As the owner of a property (occupier or investment) that has a pool, you have certain legal obligations and responsibilities. Notably, you must ensure that your pool meets the minimum safety requirements. This is the case even if you own the property as an investment and are not the occupier of the home.

What are the pool safety requirements?

As a property owner with a pool, you should carefully consider and review the relevant regulations that are applicable – the minimum safety requirements differ depending on the type of pool and the year that it was built.

Some of the most important pool safety compliance requirements for a home owner are as follows:

  1. Register your pool online with the NSW Government's Swimming Pool register;
  2. Ensure that the pool fence is at least 1200mm high, with the gap between the bottom of the fence and the ground being no more than 100 mm;
  3. The pool gate must be self closing and latch by itself in any position. It should never be propped open;
  4. The gate must open outwards, away from the pool;
  5. From 29 April 2016, if you are leasing the property to someone else, the Residential Tenancy Agreement must include a copy of a Certificate of Compliance.

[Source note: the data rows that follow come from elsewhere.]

use super::types::{ChatCompletionRequest, ChatCompletionResponse};
use crate::{Error, Result};
use reqwest::{Client, StatusCode};
use serde::de::DeserializeOwned;
use serde::Serialize;
use std::time::Duration;

pub const DEFAULT_BASE_URL: &str = "https://integrate.api.nvidia.com";

pub struct NvidiaHttpClient {
    pub(crate) client: Client,
    pub(crate) api_key: String,
    pub(crate) base_url: String,
    timeout: Duration,
}

impl NvidiaHttpClient {
    pub fn new_with_client(
        api_key: String,
        base_url: String,
        timeout: Duration,
        client: Client,
    ) -> Self {
        Self {
            client,
            api_key,
            base_url: base_url.trim_end_matches('/').to_string(),
            timeout,
        }
    }

    pub async fn post<Req: Serialize, Resp: DeserializeOwned>(
        &self,
        path: &str,
        request: &Req,
    ) -> Result<Resp> {
        let url = format!("{}{}", self.base_url, path);
        let response = self
            .client
            .post(&url)
            .timeout(self.timeout)
            .header("Authorization", format!("Bearer {}", self.api_key))
            .json(request)
            .send()
            .await
            .map_err(|e| {
                tracing::error!("Failed to send request to NVIDIA: {}", e);
                e
            })?;

        let status = response.status();
        if status == StatusCode::TOO_MANY_REQUESTS {
            let error_text = response.text().await?;
            tracing::warn!("NVIDIA API rate limited: {}", error_text);
            return Err(Error::RateLimited(format!(
                "NVIDIA API rate limited: {}",
                error_text
            )));
        }

        if !status.is_success() {
            let error_text = response.text().await?;
            tracing::error!("NVIDIA API error (status {}): {}", status, error_text);
            return Err(Error::AiProvider(format!(
                "NVIDIA API error (status {}): {}",
                status, error_text
            )));
        }

        let body = response.text().await?;
        serde_json::from_str(&body).map_err(|e| {
            tracing::error!("Failed to parse NVIDIA response: {}\nBody: {}", e, body);
            Error::AiProvider(format!("Failed to parse NVIDIA response: {}", e))
        })
    }

    pub async fn chat_completion(
        &self,
        request: ChatCompletionRequest,
    ) -> Result<ChatCompletionResponse> {
        self.post("/v1/chat/completions", &request).await
    }
}
pub mod client;
pub mod image;
pub mod types;

pub use image::{FalImageClient, FalModels};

What happens if the pool does not meet the minimum safety requirements?

It is now a requirement that if you are intending to lease or sell your property in NSW, you must obtain a Certificate of Compliance and provide a copy to the tenant or purchaser.

Apart from the above situations, it is not a legal requirement that the owner of a property obtain a Certificate of Compliance, although it is highly recommended. A Certificate of Compliance is valid for three years and certifies that, at the time of the assessment, the pool complied with the minimum safety requirements.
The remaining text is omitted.